PREACT is a technology that uses vehicle prediction and anticipatory seat cues to help mitigate car sickness in passenger vehicles. With half of children and one in three adults experiencing motion sickness, this is a growing concern with the adoption of autonomous vehicle technology, where everyone becomes a passenger. Originally developed at the University of Michigan, PREACT was supported by CCAT through an initial grant of $450,000. Following promising test results in mitigating motion sickness, a top-three global OEM has partnered with the PREACT team to develop a customized version of the technology. A University of Michigan spin-off named Motion Sync, led by Professor Shorya Awtar and Daniel Sousa Schulman.
“I also want to acknowledge the guidance we have received from the USDOT UTC team, including Dr. Firas Ibrahim, Caesar Singh, and Amy Stearns. Last, but not least, this year is critical for transportation bill reauthorization. Hopefully, our work will help to demonstrate the importance of the UTC program and its real-world impact. Let’s work together to get UTC reauthorized,” said Dr. Henry Liu, who also serves as Director of the University of Michigan Transportation Research Institute (UMTRI).
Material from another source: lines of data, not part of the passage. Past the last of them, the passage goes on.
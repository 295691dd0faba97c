//! # Shell Session Integration Tests
//!
//! End-to-end tests that drive the shell loop the way a user or a piped
//! script does, through the public API only.
//!
//! ## Test Categories
//!
//! 1. **Dispatch guards**: unknown functions, arity and syntax errors never
//!    reach the store (checked with a recording store)
//! 2. **CRUD scenarios**: add/list/update/delete against a real SQLite file
//! 3. **Error reporting**: every failure is one prefixed line and the loop
//!    keeps running
//! 4. **Termination**: `exit`, `quit` and end of input; Ctrl-C only
//!    discards the current line
//!
//! ## Running Tests
//!
//! ```sh
//! cargo test --test shell_session
//! ```

use std::io::Cursor;
use std::collections::VecDeque;
use students::cli::{Input, LineReader, ScriptReader};
use students::{
    CommandResult, NewStudent, Shell, ShellState, SqliteStore, Student, StudentStore,
};
use tempfile::tempdir;

/// Counts every call so tests can prove the store was never reached.
#[derive(Default)]
struct RecordingStore {
    calls: Vec<&'static str>,
}

impl StudentStore for RecordingStore {
    fn list_students(&mut self) -> eyre::Result<Vec<Student>> {
        self.calls.push("list_students");
        Ok(Vec::new())
    }

    fn insert_student(&mut self, _student: &NewStudent) -> eyre::Result<i64> {
        self.calls.push("insert_student");
        Ok(1)
    }

    fn update_email(&mut self, _student_id: i64, _new_email: &str) -> eyre::Result<usize> {
        self.calls.push("update_email");
        Ok(0)
    }

    fn delete_student(&mut self, _student_id: i64) -> eyre::Result<usize> {
        self.calls.push("delete_student");
        Ok(0)
    }

    fn reset_to_seed(&mut self) -> eyre::Result<()> {
        self.calls.push("reset_to_seed");
        Ok(())
    }
}

/// Replays a fixed sequence of reader events, then reports end of input.
struct ScriptedEvents {
    events: VecDeque<Input>,
    history: Vec<String>,
}

impl ScriptedEvents {
    fn new(events: impl IntoIterator<Item = Input>) -> Self {
        Self {
            events: events.into_iter().collect(),
            history: Vec::new(),
        }
    }
}

impl LineReader for ScriptedEvents {
    fn read_line(&mut self, _prompt: &str) -> eyre::Result<Input> {
        Ok(self.events.pop_front().unwrap_or(Input::Eof))
    }

    fn add_history(&mut self, line: &str) {
        self.history.push(line.to_string());
    }
}

fn run_script<S: StudentStore>(shell: &mut Shell<S>, script: &str) -> String {
    let mut reader = ScriptReader::new(Cursor::new(script.to_string()));
    let mut out = Vec::new();
    shell.run(&mut reader, &mut out).unwrap();
    String::from_utf8(out).unwrap()
}

fn file_shell() -> (tempfile::TempDir, Shell<SqliteStore>) {
    let dir = tempdir().unwrap();
    let store = SqliteStore::open(dir.path().join("students.db")).unwrap();
    (dir, Shell::new(store))
}

fn text(result: CommandResult) -> String {
    match result {
        CommandResult::Output(text) | CommandResult::Error(text) => text,
        other => panic!("Expected printed text, got {:?}", other),
    }
}

mod dispatch_guard_tests {
    use super::*;

    #[test]
    fn arity_violations_print_usage_and_never_query_store() {
        let mut shell = Shell::new(RecordingStore::default());

        assert_eq!(
            shell.handle_line(r#"addStudent("A")"#),
            CommandResult::Error(
                "*** Usage: addStudent(first_name, last_name, email[, enrollment_date])"
                    .to_string()
            )
        );
        assert_eq!(
            shell.handle_line("getAllStudents(1)"),
            CommandResult::Error("*** Usage: getAllStudents()".to_string())
        );
        assert_eq!(
            shell.handle_line(r#"addStudent("a","b","c","2023-09-01","extra")"#),
            CommandResult::Error(
                "*** Usage: addStudent(first_name, last_name, email[, enrollment_date])"
                    .to_string()
            )
        );

        assert!(shell.store().calls.is_empty());
        assert_eq!(shell.state(), ShellState::Running);
    }

    #[test]
    fn unknown_function_is_reported_without_store_access() {
        let mut shell = Shell::new(RecordingStore::default());

        assert_eq!(
            shell.handle_line("fooBar()"),
            CommandResult::Error("*** Unknown function: fooBar".to_string())
        );
        assert!(shell.store().calls.is_empty());
    }

    #[test]
    fn syntax_errors_are_reported_without_store_access() {
        let mut shell = Shell::new(RecordingStore::default());

        let cases = [
            ("drop table students", "*** Unknown syntax: drop table students"),
            ("deleteStudent(1) ; rm", "*** Unknown syntax: deleteStudent(1) ; rm"),
            (
                r#"addStudent("a", __import__("os"), "c")"#,
                "Error: Could not parse arguments: unexpected identifier '__import__'",
            ),
            ("deleteStudent(1 + 1)", "Error: Could not parse arguments: expected ','"),
            (r#"addStudent("unterminated)"#, "Error: Could not parse arguments: unterminated"),
        ];

        for (line, expected_prefix) in cases {
            let printed = text(shell.handle_line(line));
            assert!(
                printed.starts_with(expected_prefix),
                "{:?} printed {:?}",
                line,
                printed
            );
        }

        assert!(shell.store().calls.is_empty());
    }

    #[test]
    fn coercion_errors_do_not_reach_store() {
        let mut shell = Shell::new(RecordingStore::default());

        let printed = text(shell.handle_line("deleteStudent(none)"));
        assert_eq!(printed, "Error: student_id must be an integer, got none none");
        assert!(shell.store().calls.is_empty());
    }

    #[test]
    fn well_formed_commands_dispatch_to_matching_operation() {
        let mut shell = Shell::new(RecordingStore::default());

        shell.handle_line("getAllStudents()");
        shell.handle_line(r#"addStudent("a","b","c")"#);
        shell.handle_line(r#"updateStudentEmail(1,"x@y.com")"#);
        shell.handle_line("deleteStudent(1)");
        shell.handle_line("resetToSeed()");

        assert_eq!(
            shell.store().calls,
            vec![
                "list_students",
                "insert_student",
                "update_email",
                "delete_student",
                "reset_to_seed"
            ]
        );
    }
}

mod crud_scenario_tests {
    use super::*;

    #[test]
    fn added_student_appears_in_listing() {
        let (_dir, mut shell) = file_shell();

        let added = text(shell.handle_line(r#"addStudent("Afaq","Virk","afaq@x.com","2023-09-03")"#));
        assert_eq!(added, "Added student_id = 4");

        let listing = text(shell.handle_line("getAllStudents()"));
        let row = listing
            .lines()
            .find(|line| line.contains("afaq@x.com"))
            .unwrap_or_else(|| panic!("no row for new student in:\n{}", listing));
        assert!(row.starts_with("|  4 | Afaq"), "row: {}", row);
        assert!(row.contains("Virk"));
        assert!(row.contains("2023-09-03"));
    }

    #[test]
    fn updating_missing_student_reports_zero_rows() {
        let (_dir, mut shell) = file_shell();

        assert_eq!(
            shell.handle_line(r#"updateStudentEmail(9999,"x@y.com")"#),
            CommandResult::Output("Rows updated = 0".to_string())
        );
        assert_eq!(
            shell.handle_line("deleteStudent(9999)"),
            CommandResult::Output("Rows deleted = 0".to_string())
        );
    }

    #[test]
    fn duplicate_email_is_an_error_and_row_count_is_unchanged() {
        let (_dir, mut shell) = file_shell();

        let first = text(shell.handle_line(r#"addStudent("A","B","dup@x.com","2023-09-01")"#));
        assert!(first.starts_with("Added student_id = "));

        let second = shell.handle_line(r#"addStudent("A","B","dup@x.com","2023-09-01")"#);
        assert_eq!(
            second,
            CommandResult::Error("Error: a student with email 'dup@x.com' already exists".to_string())
        );
        assert_eq!(shell.state(), ShellState::Running);

        let students = shell.store_mut().list_students().unwrap();
        assert_eq!(students.len(), 4);
    }

    #[test]
    fn update_then_delete_round_trip() {
        let (_dir, mut shell) = file_shell();

        assert_eq!(
            text(shell.handle_line(r#"updateStudentEmail(1, "john@school.edu")"#)),
            "Rows updated = 1"
        );
        assert_eq!(text(shell.handle_line("deleteStudent(1)")), "Rows deleted = 1");

        let listing = text(shell.handle_line("getAllStudents()"));
        assert!(!listing.contains("john@school.edu"));
        assert!(listing.ends_with("2 rows in set"));
    }

    #[test]
    fn data_persists_across_store_reopen() {
        let dir = tempdir().unwrap();
        let path = dir.path().join("students.db");

        {
            let mut shell = Shell::new(SqliteStore::open(&path).unwrap());
            shell.handle_line(r#"addStudent("Kept","Row","kept@x.com")"#);
        }

        let mut shell = Shell::new(SqliteStore::open(&path).unwrap());
        assert!(text(shell.handle_line("getAllStudents()")).contains("kept@x.com"));
    }
}

mod session_loop_tests {
    use super::*;

    #[test]
    fn blank_lines_print_nothing() {
        let (_dir, mut shell) = file_shell();

        let out = run_script(&mut shell, "\n   \n\t\n");
        assert_eq!(out, "Bye!\n");
    }

    #[test]
    fn errors_do_not_stop_the_script() {
        let (_dir, mut shell) = file_shell();

        let out = run_script(
            &mut shell,
            "fooBar()\nnot a call\ndeleteStudent(\"x\")\ndeleteStudent(3)\n",
        );
        let lines: Vec<&str> = out.lines().collect();

        assert_eq!(
            lines,
            vec![
                "*** Unknown function: fooBar",
                "*** Unknown syntax: not a call",
                r#"Error: student_id must be an integer, got string "x""#,
                "Rows deleted = 1",
                "Bye!",
            ]
        );
    }

    #[test]
    fn exit_stops_reading_remaining_lines() {
        let mut shell = Shell::new(RecordingStore::default());

        let out = run_script(&mut shell, "exit\ngetAllStudents()\n");
        assert_eq!(out, "Bye!\n");
        assert_eq!(shell.state(), ShellState::Terminated);
        assert!(shell.store().calls.is_empty());
    }

    #[test]
    fn quit_behaves_like_exit() {
        let mut shell = Shell::new(RecordingStore::default());

        let out = run_script(&mut shell, "quit\n");
        assert_eq!(out, "Bye!\n");
        assert_eq!(shell.state(), ShellState::Terminated);
    }

    #[test]
    fn end_of_input_terminates() {
        let mut shell = Shell::new(RecordingStore::default());

        let out = run_script(&mut shell, "getAllStudents()");
        assert_eq!(out, "(no rows)\nBye!\n");
        assert_eq!(shell.state(), ShellState::Terminated);
    }

    #[test]
    fn help_prints_usage_and_continues() {
        let mut shell = Shell::new(RecordingStore::default());

        let out = run_script(&mut shell, "help\ngetAllStudents()\n");
        assert!(out.contains("Accepted commands"));
        assert!(out.contains("(no rows)"));
    }

    #[test]
    fn call_form_exit_stops_the_session() {
        for script in ["exit()\ngetAllStudents()\n", "quit()\ngetAllStudents()\n"] {
            let mut shell = Shell::new(RecordingStore::default());

            let out = run_script(&mut shell, script);
            assert_eq!(out, "Bye!\n");
            assert_eq!(shell.state(), ShellState::Terminated);
            assert!(shell.store().calls.is_empty());
        }
    }

    #[test]
    fn interrupt_discards_the_line_and_keeps_running() {
        let mut shell = Shell::new(RecordingStore::default());
        let mut reader = ScriptedEvents::new([
            Input::Interrupted,
            Input::Line("getAllStudents()".to_string()),
            Input::Interrupted,
        ]);
        let mut out = Vec::new();

        shell.run(&mut reader, &mut out).unwrap();

        let out = String::from_utf8(out).unwrap();
        assert_eq!(out, "^C\n(no rows)\n^C\nBye!\n");
        assert_eq!(shell.store().calls, vec!["list_students"]);
        assert_eq!(reader.history, vec!["getAllStudents()"]);
        assert_eq!(shell.state(), ShellState::Terminated);
    }
}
Photo credit: Calvin Tuttle/University of Michigan, College of Engineering, UMTRI
There are approximately 320,000 traffic signals in the United States, and the annual congestion costs, both direct and indirect, associated with those intersections amount to $22.9 billion. Most signals operate on a preset time-of-day signal plan. Sometimes, cities send engineers to count vehicles to retime their signals, which is costly and leads to infrequent updates. The Optimized Signal as a Service (OSaaS) monitors current traffic signal performance, diagnoses issues, and targets retiming interventions, providing a low-cost solution for municipalities. The system was deployed in Birmingham, MI, and found a 20% to 30% decrease in the number of stops at signalized intersections. Connected Traffic Intelligence, a University of Michigan spin-off, has been launched by Dr. Zachary Jerome, a Postdoctoral Research Fellow at UMTRI. Connected Traffic Intelligence has licensed the technology, and a patent application has been accepted. Liu, Jerome and the University of Michigan have a financial interest in Connected Traffic Intelligence.
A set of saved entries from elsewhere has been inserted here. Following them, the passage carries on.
//! # Students - Function-Call Shell for a Students Table
//!
//! A command-line tool that manages one `students` table through an
//! interactive shell whose commands look like function calls:
//!
//! ```text
//! students> addStudent("Afaq","Virk","afaq@x.com","2023-09-03")
//! Added student_id = 4
//! students> updateStudentEmail(9999,"x@y.com")
//! Rows updated = 0
//! students> fooBar()
//! *** Unknown function: fooBar
//! ```
//!
//! ## Quick Start
//!
//! ```ignore
//! use students::cli::{ScriptReader, Shell};
//! use students::store::SqliteStore;
//!
//! let store = SqliteStore::open("./students.db")?;
//! let mut shell = Shell::new(store);
//! shell.run(&mut ScriptReader::new(std::io::stdin().lock()), &mut std::io::stdout())?;
//! ```
//!
//! ## Architecture
//!
//! ```text
//! ┌─────────────────────────────────────┐
//! │      bin/students.rs (startup)      │
//! ├─────────────────────────────────────┤
//! │   cli: REPL, shell state machine    │
//! ├─────────────────────────────────────┤
//! │   parsing: call shape, literals,    │
//! │            coercion                 │
//! ├─────────────────────────────────────┤
//! │   store: StudentStore over SQLite   │
//! └─────────────────────────────────────┘
//! ```
//!
//! ## Module Overview
//!
//! - [`cli`]: REPL, shell controller, command table, table output, demo
//! - [`parsing`]: `name(args)` parsing with a literal-only argument grammar
//! - [`store`]: the `StudentStore` trait and its SQLite implementation
//! - [`config`]: startup configuration and constants
//! - [`logging`]: tracing subscriber setup

pub mod cli;
pub mod config;
pub mod logging;
pub mod parsing;
pub mod store;

pub use cli::{CommandResult, Shell, ShellError, ShellState};
pub use parsing::{Literal, ParsedCommand};
pub use store::{NewStudent, SqliteStore, Student, StudentStore, UniqueViolation};
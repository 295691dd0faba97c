//! # Demo Walkthrough
//!
//! Non-interactive tour of the four CRUD operations against the real store:
//! list, add a student, update their email, delete them, listing the table
//! after each step.

use super::shell::render_students;
use crate::parsing::Literal;
use crate::store::{NewStudent, StudentStore};
use chrono::NaiveDate;
use eyre::{eyre, Result, WrapErr};
use std::io::Write;
use std::thread;
use std::time::Duration;

const DEMO_EMAIL: &str = "afaq.virk@example.com";
const DEMO_UPDATED_EMAIL: &str = "afaq.virk@example.edu";

pub fn run_demo<S, W>(store: &mut S, out: &mut W, pause: Duration) -> Result<()>
where
    S: StudentStore,
    W: Write,
{
    print_students(store, out, "Initial students")?;
    sleep(pause);

    writeln!(out, "\nAdding a new student...")?;
    let enrolled = NaiveDate::from_ymd_opt(2023, 9, 3).ok_or_else(|| eyre!("invalid demo date"))?;
    let student_id = store
        .insert_student(&NewStudent {
            first_name: "Afaq".to_string(),
            last_name: "Virk".to_string(),
            email: DEMO_EMAIL.to_string(),
            enrollment_date: Literal::Date(enrolled),
        })
        .wrap_err("demo could not add its student")?;
    writeln!(out, "Added student_id = {}", student_id)?;
    print_students(store, out, "After add")?;
    sleep(pause);

    writeln!(out, "\nUpdating Afaq's email...")?;
    let updated = store.update_email(student_id, DEMO_UPDATED_EMAIL)?;
    writeln!(out, "Rows updated = {}", updated)?;
    print_students(store, out, "After update")?;
    sleep(pause);

    writeln!(out, "\nDeleting Afaq...")?;
    let deleted = store.delete_student(student_id)?;
    writeln!(out, "Rows deleted = {}", deleted)?;
    print_students(store, out, "After delete")?;

    writeln!(out, "\nDemo complete")?;
    Ok(())
}

fn print_students<S: StudentStore, W: Write>(store: &mut S, out: &mut W, label: &str) -> Result<()> {
    let students = store.list_students()?;
    writeln!(out, "\n=== {} ===", label)?;
    writeln!(out, "{}", render_students(&students))?;
    Ok(())
}

fn sleep(pause: Duration) {
    if !pause.is_zero() {
        thread::sleep(pause);
    }
}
The Transportation Security Index (TSI), developed by Dr. Alexanda K. Murphy, is a publicly available, validated measurement tool that assesses an individual’s experience with transportation insecurity, a condition in which a person is unable to regularly travel from one place to another in a safe and timely manner due to a lack of necessary transportation resources. Modeled after the Food Security Index, the TSI poses a series of questions that ask how often, in the past 30 days, a person has experienced several unique symptoms of transportation insecurity as observed in qualitative research, such as arriving late to destinations, skipping trips, worrying about inconveniencing ride-givers, or feeling left out. The TSI has been widely adopted across the country by state departments of transportation, nonprofit organizations, and researchers for planning, research, and evaluation purposes. CCAT funded research to reduce survey costs and respondent burden by developing a 3-Item Transportation Security Index.